Civ. Code § 1698(d) (addressing oral modification, waiver, and estoppel);
MacIsaac & Menke Co. v. Cardox Corp., 14 Cal. Rptr. 523, 528 (Dist. Ct. App.
1961) (addressing oral modification); Golden Gate Motor Transp. Co. v. Great
Am. Indem. Co., 6 Cal. 2d 439, 447–48 (1936) (addressing waiver). However, we
may affirm the district court’s grant of partial summary judgment on any basis
properly supported by the record, DeNardo v. Murphy, 781 F.2d 1345, 1347 (9th
Cir. 1986).
Here, the record demonstrates that Jammin Java breached the Agreement.
Both the adverse action taken by the Securities and Exchange Commission against
2 Jammin Java and Jammin Java’s failure to provide “Quarterly Statements” and
“Annual Statements” to 56 HR as required by the Agreement constitute material
breaches. 56 HR provided written notice of these breaches, which went uncured,
satisfying the Agreement’s procedural requirements for termination. Because
these breaches of the Agreement are unaffected by Jammin Java’s claims of
waiver, oral modification, and estoppel,1 the district court properly granted
summary judgment in favor of Hope Road on its breach of contract claim.
2. Jammin Java also contends that the district court erred by enforcing
the Agreement’s requirement of written notice of breach, as that provision is a
disfavored forfeiture clause under California contract law. However, even
assuming that the written notice provision is a forfeiture clause under California
contract law, such a clause will be upheld where it is unambiguous and its intent is
clear. Div. of Labor Standards Enf’t v. Dick Bullis, Inc., 140 Cal. Rptr. 267, 270
(App. Dep’t Super. Ct. 1977); ABI, Inc. v. City of L.A., 200 Cal. Rptr. 563, 570–71
(Ct. App. 1984). Here, the written notice provision unambiguously sets out the
procedure through which Jammin Java could terminate the Agreement.2 Moreover,
1 Jammin Java alleges that the parties waived and orally modified the royalty fee payment schedule outlined in the Agreement. Jammin Java does not allege that the parties waived or orally modified any other term of the Agreement. 2 In particular, the Agreement stated that Jammin Java could suspend its performance or terminate the Agreement if it provided written notice to 56 HR of
3 the intent of the provision is clear: to give the party allegedly in breach notice and
an opportunity to cure the breach without terminating the Agreement.
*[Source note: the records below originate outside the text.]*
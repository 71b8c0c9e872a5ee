//! Client configuration for the `YouTube` Data API.

use std::time::Duration;

use playtime_core::{Error, Result};
use url::Url;

/// Public endpoint of the `YouTube` Data API v3.
pub const DEFAULT_BASE_URL: &str = "https://www.googleapis.com/youtube/v3/";

/// Largest page the `playlistItems` endpoint will return.
pub const MAX_PAGE_SIZE: u32 = 50;

/// Default timeout for requests.
pub const DEFAULT_TIMEOUT: Duration = Duration::from_secs(30);

/// Settings shared by every request a [`crate::YouTubeClient`] makes.
#[derive(Debug, Clone)]
pub struct ClientConfig {
    /// API root. Always ends in `/` so endpoint names join beneath it.
    pub base_url: Url,
    /// Items requested per `playlistItems` page.
    pub page_size: u32,
    /// Per-request timeout.
    pub timeout: Duration,
    /// User agent sent with every request.
    pub user_agent: String,
}

impl ClientConfig {
    /// Point the client at a different API root, e.g. a local mirror.
    pub fn with_base_url(mut self, base_url: &str) -> Result<Self> {
        let mut url = Url::parse(base_url)
            .map_err(|e| Error::InvalidArgument(format!("base URL {base_url:?}: {e}")))?;
        if url.cannot_be_a_base() {
            return Err(Error::InvalidArgument(format!(
                "base URL {base_url:?} cannot carry endpoint paths"
            )));
        }
        if !url.path().ends_with('/') {
            let path = format!("{}/", url.path());
            url.set_path(&path);
        }
        self.base_url = url;
        Ok(self)
    }

    pub fn with_page_size(mut self, page_size: u32) -> Result<Self> {
        if !(1..=MAX_PAGE_SIZE).contains(&page_size) {
            return Err(Error::InvalidArgument(format!(
                "page size must be between 1 and {MAX_PAGE_SIZE}, got {page_size}"
            )));
        }
        self.page_size = page_size;
        Ok(self)
    }

    pub fn with_timeout(mut self, timeout: Duration) -> Result<Self> {
        if timeout.is_zero() {
            return Err(Error::InvalidArgument(
                "timeout must be greater than zero".to_string(),
            ));
        }
        self.timeout = timeout;
        Ok(self)
    }

    pub fn with_user_agent(mut self, user_agent: impl Into<String>) -> Self {
        self.user_agent = user_agent.into();
        self
    }
}

impl Default for ClientConfig {
    #[allow(clippy::unwrap_used)] // DEFAULT_BASE_URL is a valid constant
    fn default() -> Self {
        Self {
            base_url: Url::parse(DEFAULT_BASE_URL).unwrap(),
            page_size: MAX_PAGE_SIZE,
            timeout: DEFAULT_TIMEOUT,
            user_agent: format!("playtime/{}", env!("CARGO_PKG_VERSION")),
        }
    }
}

#[cfg(test)]
#[allow(clippy::unwrap_used)]
mod tests {
    use super::*;

    #[test]
    fn test_default_config() {
        let config = ClientConfig::default();
        assert_eq!(config.base_url.as_str(), DEFAULT_BASE_URL);
        assert_eq!(config.page_size, 50);
        assert_eq!(config.timeout, DEFAULT_TIMEOUT);
    }

    #[test]
    fn test_base_url_gets_trailing_slash() {
        let config = ClientConfig::default()
            .with_base_url("http://127.0.0.1:8080/youtube/v3")
            .unwrap();
        assert_eq!(config.base_url.as_str(), "http://127.0.0.1:8080/youtube/v3/");
        assert_eq!(
            config.base_url.join("videos").unwrap().as_str(),
            "http://127.0.0.1:8080/youtube/v3/videos"
        );
    }

    #[test]
    fn test_invalid_settings() {
        assert!(ClientConfig::default().with_base_url("not a url").is_err());
        assert!(ClientConfig::default().with_base_url("mailto:x@y.z").is_err());
        assert!(ClientConfig::default().with_page_size(0).is_err());
        assert!(ClientConfig::default().with_page_size(51).is_err());
        assert_eq!(ClientConfig::default().with_page_size(10).unwrap().page_size, 10);
    }

    #[test]
    fn test_zero_timeout_rejected() {
        let result = ClientConfig::default().with_timeout(Duration::ZERO);
        assert!(matches!(result, Err(Error::InvalidArgument(_))));

        let config = ClientConfig::default()
            .with_timeout(Duration::from_millis(1500))
            .unwrap();
        assert_eq!(config.timeout, Duration::from_millis(1500));
    }
}
//! Core domain types for playtime.

pub mod elapsed;
pub mod ids;
pub mod page;
pub mod stats;

pub use elapsed::{Breakdown, ElapsedTime};
pub use ids::{PlaylistId, VideoId};
pub use page::Page;
pub use stats::{PlaybackSpeed, PlaylistStats, Projection, DEFAULT_SPEEDS};
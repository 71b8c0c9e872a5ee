//! # playtime-core
//!
//! Core types, duration codec, and aggregation logic for playtime.

pub mod aggregate;
pub mod catalog;
pub mod error;
pub mod extract;
pub mod iso8601;
pub mod types;

pub use aggregate::{Aggregator, DEFAULT_CONCURRENCY};
pub use catalog::{Catalog, PageCursor};
pub use error::{Error, FetchError, Result};
pub use extract::extract_playlist_id;
pub use iso8601::{format_duration, parse_duration};
pub use types::*;
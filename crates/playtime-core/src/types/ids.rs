//! Opaque catalog identifiers.

use serde::{Deserialize, Serialize};

use crate::{Error, Result};

/// Identifier of a playlist. Always non-empty and drawn from `[A-Za-z0-9_-]`.
#[derive(Debug, Clone, Serialize, Deserialize, PartialEq, Eq, Hash)]
#[serde(try_from = "String", into = "String")]
pub struct PlaylistId(String);

impl PlaylistId {
    pub fn new(id: impl Into<String>) -> Result<Self> {
        let id = id.into();
        if id.is_empty() || !id.bytes().all(is_id_byte) {
            return Err(Error::InvalidUrl(format!("not a playlist id: {id:?}")));
        }
        Ok(Self(id))
    }

    pub fn as_str(&self) -> &str {
        &self.0
    }
}

impl TryFrom<String> for PlaylistId {
    type Error = Error;

    fn try_from(id: String) -> Result<Self> {
        Self::new(id)
    }
}

impl From<PlaylistId> for String {
    fn from(id: PlaylistId) -> Self {
        id.0
    }
}

impl std::fmt::Display for PlaylistId {
    fn fmt(&self, f: &mut std::fmt::Formatter<'_>) -> std::fmt::Result {
        f.write_str(&self.0)
    }
}

/// Identifier of a single video in the catalog.
#[derive(Debug, Clone, Serialize, Deserialize, PartialEq, Eq, Hash)]
#[serde(transparent)]
pub struct VideoId(String);

impl VideoId {
    pub fn new(id: impl Into<String>) -> Self {
        Self(id.into())
    }

    pub fn as_str(&self) -> &str {
        &self.0
    }
}

impl std::fmt::Display for VideoId {
    fn fmt(&self, f: &mut std::fmt::Formatter<'_>) -> std::fmt::Result {
        f.write_str(&self.0)
    }
}

pub(crate) const fn is_id_byte(b: u8) -> bool {
    b.is_ascii_alphanumeric() || b == b'_' || b == b'-'
}

#[cfg(test)]
#[allow(clippy::unwrap_used)]
mod tests {
    use super::*;

    #[test]
    fn test_playlist_id_validation() {
        assert_eq!(
            PlaylistId::new("PLrAXtmErZgOeiKm4sgNOknGvNjby9efdf")
                .unwrap()
                .as_str(),
            "PLrAXtmErZgOeiKm4sgNOknGvNjby9efdf"
        );
        assert!(PlaylistId::new("").is_err());
        assert!(PlaylistId::new("PL abc").is_err());
        assert!(PlaylistId::new("PL&index=2").is_err());
    }

    #[test]
    fn test_playlist_id_serde() {
        let id: PlaylistId = serde_json::from_str("\"PL_x-1\"").unwrap();
        assert_eq!(id.to_string(), "PL_x-1");
        assert!(serde_json::from_str::<PlaylistId>("\"PL?x\"").is_err());
    }
}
Because the
language of the written notice provision is unambiguous, and its intent is clear, the
district court properly enforced this provision against Jammin Java.
3. Finally, Jammin Java argues that the district court erred in awarding
profits during the infringing period to Hope Road as a measure of Hope Road’s
damages under 15 U.S.C. § 1117(a). In particular, Jammin Java contends that the
district court erred in awarding its profits without first finding willful infringement
of Hope Road’s trademarks. But a finding of willful trademark infringement is not
necessary where a “plaintiff seeks the defendant’s profits as a measure of [its] own
damage[s].” Adray v. Adry-Mart, Inc., 76 F.3d 984, 988 (9th Cir. 1995). Here, the
record demonstrates, and the district court correctly found, that Jammin Java’s
unauthorized use of the Marley Coffee trademarks precluded Hope Road’s use of
the same marks during the infringing period. Moreover, Jammin Java failed to
submit any evidence of costs or deductions associated with the trademarks, as it
was required to do if it sought an offset against the amount of profits awarded. 15
U.S.C. § 1117(a); Lindy Pen Co. v. Bic Pen Corp., 982 F.2d 1400, 1408 (9th Cir.
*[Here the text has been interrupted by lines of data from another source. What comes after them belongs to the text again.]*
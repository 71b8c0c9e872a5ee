//! Error types for playtime.

use thiserror::Error;

/// Result type alias using playtime's Error type.
pub type Result<T> = std::result::Result<T, Error>;

/// Main error type for playtime.
#[derive(Error, Debug)]
pub enum Error {
    // Input errors
    #[error("Invalid playlist URL: {0}")]
    InvalidUrl(String),

    // Catalog API errors
    #[error("Catalog fetch failed: {0}")]
    CatalogFetch(#[from] FetchError),

    #[error("Video not found: {0}")]
    ItemNotFound(String),

    #[error("Malformed duration: {0:?}")]
    MalformedDuration(String),

    // Statistics errors
    #[error("Cannot average an empty playlist")]
    DivisionByZero,

    #[error("Invalid playback speed: {0}")]
    InvalidSpeed(f64),

    // Generic errors
    #[error("Invalid argument: {0}")]
    InvalidArgument(String),
}

/// Failures talking to the remote catalog. None of these are retried.
#[derive(Error, Debug)]
pub enum FetchError {
    #[error("Request failed with status {status}: {message}")]
    Status { status: u16, message: String },

    #[error("Connection failed: {0}")]
    ConnectionFailed(String),

    #[error("Request timeout")]
    Timeout,

    #[error("Network error: {0}")]
    Network(String),

    #[error("Failed to decode response: {0}")]
    Decode(String),
}

impl Error {
    /// Returns true if the error was caused by user input and can be fixed by
    /// re-running with different arguments.
    pub const fn is_user_error(&self) -> bool {
        matches!(
            self,
            Self::InvalidUrl(_) | Self::InvalidSpeed(_) | Self::InvalidArgument(_)
        )
    }
}

#[cfg(test)]
mod tests {
    use super::*;

    #[test]
    fn test_error_user_correctable() {
        assert!(Error::InvalidUrl("https://example.com".into()).is_user_error());
        assert!(Error::InvalidSpeed(0.0).is_user_error());
        assert!(!Error::DivisionByZero.is_user_error());
        assert!(!Error::CatalogFetch(FetchError::Timeout).is_user_error());
    }

    #[test]
    fn test_error_display() {
        let err = Error::MalformedDuration("PTxM".into());
        assert_eq!(err.to_string(), "Malformed duration: \"PTxM\"");

        let err: Error = FetchError::Status {
            status: 403,
            message: "quotaExceeded".into(),
        }
        .into();
        assert!(!err.is_user_error());
        assert_eq!(
            err.to_string(),
            "Catalog fetch failed: Request failed with status 403: quotaExceeded"
        );
    }
}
1993), abrogated on other grounds by SunEarth, Inc. v. Sun Earth Solar Power
breach, and such a breach was not cured within thirty business days of 56 HR’s receipt of written notice.
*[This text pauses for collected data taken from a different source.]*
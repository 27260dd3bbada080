//! Per-category signal types.
//!
//! Serialized shapes are part of the digest contract: renaming a field or
//! reordering fields here changes every digest.

use serde::{Deserialize, Serialize};

/// Literal stored in the canvas slot when no 2D context exists.
pub const CANVAS_UNSUPPORTED: &str = "Canvas API not supported";

/// Best-effort user-agent parse. Unknown parts are empty strings, never omitted.
#[derive(Debug, Clone, Default, PartialEq, Eq, Serialize, Deserialize)]
#[serde(rename_all = "camelCase")]
pub struct UserAgentSignal {
    pub browser: String,
    pub version: String,
    pub os: String,
    pub os_version: String,
    pub platform: String,
    pub engine: String,
    pub raw: String,
}

/// Candidate fonts detected on the host, in candidate-list order.
#[derive(Debug, Clone, Default, PartialEq, Eq, Serialize, Deserialize)]
#[serde(transparent)]
pub struct FontSignal(pub Vec<String>);

/// Rendered canvas export, compared as an opaque token.
#[derive(Debug, Clone, PartialEq, Eq, Serialize, Deserialize)]
#[serde(from = "String", into = "String")]
pub enum CanvasSignal {
    Rendered(String),
    Unsupported,
}

impl From<String> for CanvasSignal {
    fn from(s: String) -> Self {
        if s == CANVAS_UNSUPPORTED {
            Self::Unsupported
        } else {
            Self::Rendered(s)
        }
    }
}

impl From<CanvasSignal> for String {
    fn from(c: CanvasSignal) -> Self {
        match c {
            CanvasSignal::Rendered(s) => s,
            CanvasSignal::Unsupported => CANVAS_UNSUPPORTED.to_string(),
        }
    }
}

/// One entry per host-reported plugin: `"<name> (<filename>)"` or `"<name>"`.
#[derive(Debug, Clone, Default, PartialEq, Eq, Serialize, Deserialize)]
#[serde(transparent)]
pub struct PluginSignal(pub Vec<String>);

/// WebGL description; `None` (serialized as `null`) when no context could be created.
#[derive(Debug, Clone, Default, PartialEq, Serialize, Deserialize)]
#[serde(transparent)]
pub struct WebGlSignal(pub Option<WebGlInfo>);

#[derive(Debug, Clone, PartialEq, Serialize, Deserialize)]
#[serde(rename_all = "camelCase")]
pub struct WebGlInfo {
    /// Unmasked vendor; only present with the debug-renderer-info extension.
    #[serde(default, skip_serializing_if = "Option::is_none")]
    pub vendor: Option<String>,
    #[serde(default, skip_serializing_if = "Option::is_none")]
    pub renderer: Option<String>,
    pub version: String,
    pub shading_language_version: String,
    pub extensions: Vec<String>,
    pub params: WebGlParams,
    /// Rolling hash of the readback buffer; unset when readback failed.
    #[serde(default, skip_serializing_if = "Option::is_none")]
    pub pixels_hash: Option<String>,
}

/// A numeric WebGL parameter: a scalar limit or a `[min, max]` pair.
#[derive(Debug, Clone, Copy, PartialEq, Serialize, Deserialize)]
#[serde(untagged)]
pub enum ParamValue {
    Scalar(f64),
    Range([f64; 2]),
}

/// The fixed set of nine WebGL parameters. A `None` entry means the context
/// returned nothing for that name and is serialized as `null`.
#[derive(Debug, Clone, Default, PartialEq, Serialize, Deserialize)]
pub struct WebGlParams {
    #[serde(rename = "MAX_VERTEX_ATTRIBS")]
    pub max_vertex_attribs: Option<ParamValue>,
    #[serde(rename = "MAX_VERTEX_UNIFORM_VECTORS")]
    pub max_vertex_uniform_vectors: Option<ParamValue>,
    #[serde(rename = "MAX_FRAGMENT_UNIFORM_VECTORS")]
    pub max_fragment_uniform_vectors: Option<ParamValue>,
    #[serde(rename = "MAX_TEXTURE_SIZE")]
    pub max_texture_size: Option<ParamValue>,
    #[serde(rename = "MAX_CUBE_MAP_TEXTURE_SIZE")]
    pub max_cube_map_texture_size: Option<ParamValue>,
    #[serde(rename = "MAX_RENDERBUFFER_SIZE")]
    pub max_renderbuffer_size: Option<ParamValue>,
    #[serde(rename = "MAX_VIEWPORT_DIMS")]
    pub max_viewport_dims: Option<ParamValue>,
    #[serde(rename = "ALIASED_POINT_SIZE_RANGE")]
    pub aliased_point_size_range: Option<ParamValue>,
    #[serde(rename = "ALIASED_LINE_WIDTH_RANGE")]
    pub aliased_line_width_range: Option<ParamValue>,
}

impl WebGlParams {
    /// Parameter names in serialization order.
    pub const NAMES: [&'static str; 9] = [
        "MAX_VERTEX_ATTRIBS",
        "MAX_VERTEX_UNIFORM_VECTORS",
        "MAX_FRAGMENT_UNIFORM_VECTORS",
        "MAX_TEXTURE_SIZE",
        "MAX_CUBE_MAP_TEXTURE_SIZE",
        "MAX_RENDERBUFFER_SIZE",
        "MAX_VIEWPORT_DIMS",
        "ALIASED_POINT_SIZE_RANGE",
        "ALIASED_LINE_WIDTH_RANGE",
    ];

    fn slot_mut(&mut self, name: &str) -> Option<&mut Option<ParamValue>> {
        let slot = match name {
            "MAX_VERTEX_ATTRIBS" => &mut self.max_vertex_attribs,
            "MAX_VERTEX_UNIFORM_VECTORS" => &mut self.max_vertex_uniform_vectors,
            "MAX_FRAGMENT_UNIFORM_VECTORS" => &mut self.max_fragment_uniform_vectors,
            "MAX_TEXTURE_SIZE" => &mut self.max_texture_size,
            "MAX_CUBE_MAP_TEXTURE_SIZE" => &mut self.max_cube_map_texture_size,
            "MAX_RENDERBUFFER_SIZE" => &mut self.max_renderbuffer_size,
            "MAX_VIEWPORT_DIMS" => &mut self.max_viewport_dims,
            "ALIASED_POINT_SIZE_RANGE" => &mut self.aliased_point_size_range,
            "ALIASED_LINE_WIDTH_RANGE" => &mut self.aliased_line_width_range,
            _ => return None,
        };
        Some(slot)
    }

    /// Store a value by parameter name. Returns false for names outside the fixed set.
    pub fn set(&mut self, name: &str, value: Option<ParamValue>) -> bool {
        match self.slot_mut(name) {
            Some(slot) => {
                *slot = value;
                true
            }
            None => false,
        }
    }

    pub fn get(&self, name: &str) -> Option<ParamValue> {
        match name {
            "MAX_VERTEX_ATTRIBS" => self.max_vertex_attribs,
            "MAX_VERTEX_UNIFORM_VECTORS" => self.max_vertex_uniform_vectors,
            "MAX_FRAGMENT_UNIFORM_VECTORS" => self.max_fragment_uniform_vectors,
            "MAX_TEXTURE_SIZE" => self.max_texture_size,
            "MAX_CUBE_MAP_TEXTURE_SIZE" => self.max_cube_map_texture_size,
            "MAX_RENDERBUFFER_SIZE" => self.max_renderbuffer_size,
            "MAX_VIEWPORT_DIMS" => self.max_viewport_dims,
            "ALIASED_POINT_SIZE_RANGE" => self.aliased_point_size_range,
            "ALIASED_LINE_WIDTH_RANGE" => self.aliased_line_width_range,
            _ => None,
        }
    }
}

/// Compressor settings read back from the rendered audio graph.
#[derive(Debug, Clone, Copy, PartialEq, Serialize, Deserialize)]
pub struct CompressorParams {
    pub threshold: f64,
    pub knee: f64,
    pub ratio: f64,
    pub attack: f64,
    pub release: f64,
}

/// Result of a completed offline audio render.
#[derive(Debug, Clone, PartialEq)]
pub struct AudioFingerprint {
    pub sample_rate: f64,
    pub render_length: u64,
    /// Sum of absolute sample magnitudes over the fixed window, as a decimal string.
    pub fingerprint: String,
    pub compressor_params: CompressorParams,
}

/// Audio DSP signal.
///
/// Serialized shapes:
/// - `Unsupported` -> `{"supported":false}`
/// - `TimedOut` -> `{"supported":false,"timedOut":true}`
/// - `Rendered` -> `{"supported":true,"sampleRate":..,"renderLength":..,"fingerprint":"..","compressorParams":{..}}`
#[derive(Debug, Clone, PartialEq, Serialize, Deserialize)]
#[serde(into = "AudioWire", try_from = "AudioWire")]
pub enum AudioSignal {
    Unsupported,
    /// The render-completion notification did not arrive within the configured bound.
    TimedOut,
    Rendered(AudioFingerprint),
}

impl AudioSignal {
    pub fn is_supported(&self) -> bool {
        matches!(self, Self::Rendered(_))
    }
}

#[derive(Serialize, Deserialize)]
#[serde(rename_all = "camelCase", deny_unknown_fields)]
struct AudioWire {
    supported: bool,
    #[serde(default, skip_serializing_if = "Option::is_none")]
    timed_out: Option<bool>,
    #[serde(default, skip_serializing_if = "Option::is_none")]
    sample_rate: Option<f64>,
    #[serde(default, skip_serializing_if = "Option::is_none")]
    render_length: Option<u64>,
    #[serde(default, skip_serializing_if = "Option::is_none")]
    fingerprint: Option<String>,
    #[serde(default, skip_serializing_if = "Option::is_none")]
    compressor_params: Option<CompressorParams>,
}

impl From<AudioSignal> for AudioWire {
    fn from(a: AudioSignal) -> Self {
        let mut w = AudioWire {
            supported: false,
            timed_out: None,
            sample_rate: None,
            render_length: None,
            fingerprint: None,
            compressor_params: None,
        };
        match a {
            AudioSignal::Unsupported => {}
            AudioSignal::TimedOut => w.timed_out = Some(true),
            AudioSignal::Rendered(fp) => {
                w.supported = true;
                w.sample_rate = Some(fp.sample_rate);
                w.render_length = Some(fp.render_length);
                w.fingerprint = Some(fp.fingerprint);
                w.compressor_params = Some(fp.compressor_params);
            }
        }
        w
    }
}

impl TryFrom<AudioWire> for AudioSignal {
    type Error = String;

    fn try_from(w: AudioWire) -> Result<Self, Self::Error> {
        if !w.supported {
            return Ok(if w.timed_out == Some(true) {
                AudioSignal::TimedOut
            } else {
                AudioSignal::Unsupported
            });
        }
        match (w.sample_rate, w.render_length, w.fingerprint, w.compressor_params) {
            (Some(sample_rate), Some(render_length), Some(fingerprint), Some(compressor_params)) => {
                Ok(AudioSignal::Rendered(AudioFingerprint {
                    sample_rate,
                    render_length,
                    fingerprint,
                    compressor_params,
                }))
            }
            _ => Err("supported audio signal requires sampleRate, renderLength, fingerprint and compressorParams".to_string()),
        }
    }
}

/// Network-information hints. Every hint is unset when the host exposes no
/// network-information capability; `online` is always present.
#[derive(Debug, Clone, PartialEq, Serialize, Deserialize)]
#[serde(rename_all = "camelCase")]
pub struct NetworkSignal {
    #[serde(default, skip_serializing_if = "Option::is_none")]
    pub downlink: Option<f64>,
    #[serde(default, skip_serializing_if = "Option::is_none")]
    pub effective_type: Option<String>,
    #[serde(default, skip_serializing_if = "Option::is_none")]
    pub rtt: Option<f64>,
    #[serde(default, skip_serializing_if = "Option::is_none")]
    pub save_data: Option<bool>,
    #[serde(default, rename = "type", skip_serializing_if = "Option::is_none")]
    pub connection_type: Option<String>,
    pub online: bool,
}

impl NetworkSignal {
    /// A signal carrying only the online flag.
    pub fn online_only(online: bool) -> Self {
        Self {
            downlink: None,
            effective_type: None,
            rtt: None,
            save_data: None,
            connection_type: None,
            online,
        }
    }

    pub fn offline() -> Self {
        Self::online_only(false)
    }
}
4 Co., 839 F.3d 1179 (9th Cir. 2016). Because Jammin Java’s profits during the
infringing period were a reasonable measure of Hope Road’s damages, the district
court did not err in awarding damages in the amount of $2,458,835.20 to Hope
Road. See Lindy Pen, 982 F.2d at 1407–08.
AFFIRMED.
Free access — add to your briefcase to read the full text and ask questions with AI
Related
Cite This Page — Counsel Stack
Hope Road Merchandising LLC v. Jammin Java Corp., Counsel Stack Legal Research, https://law.counselstack.com/opinion/hope-road-merchandising-llc-v-jammin-java-corp-ca9-2019.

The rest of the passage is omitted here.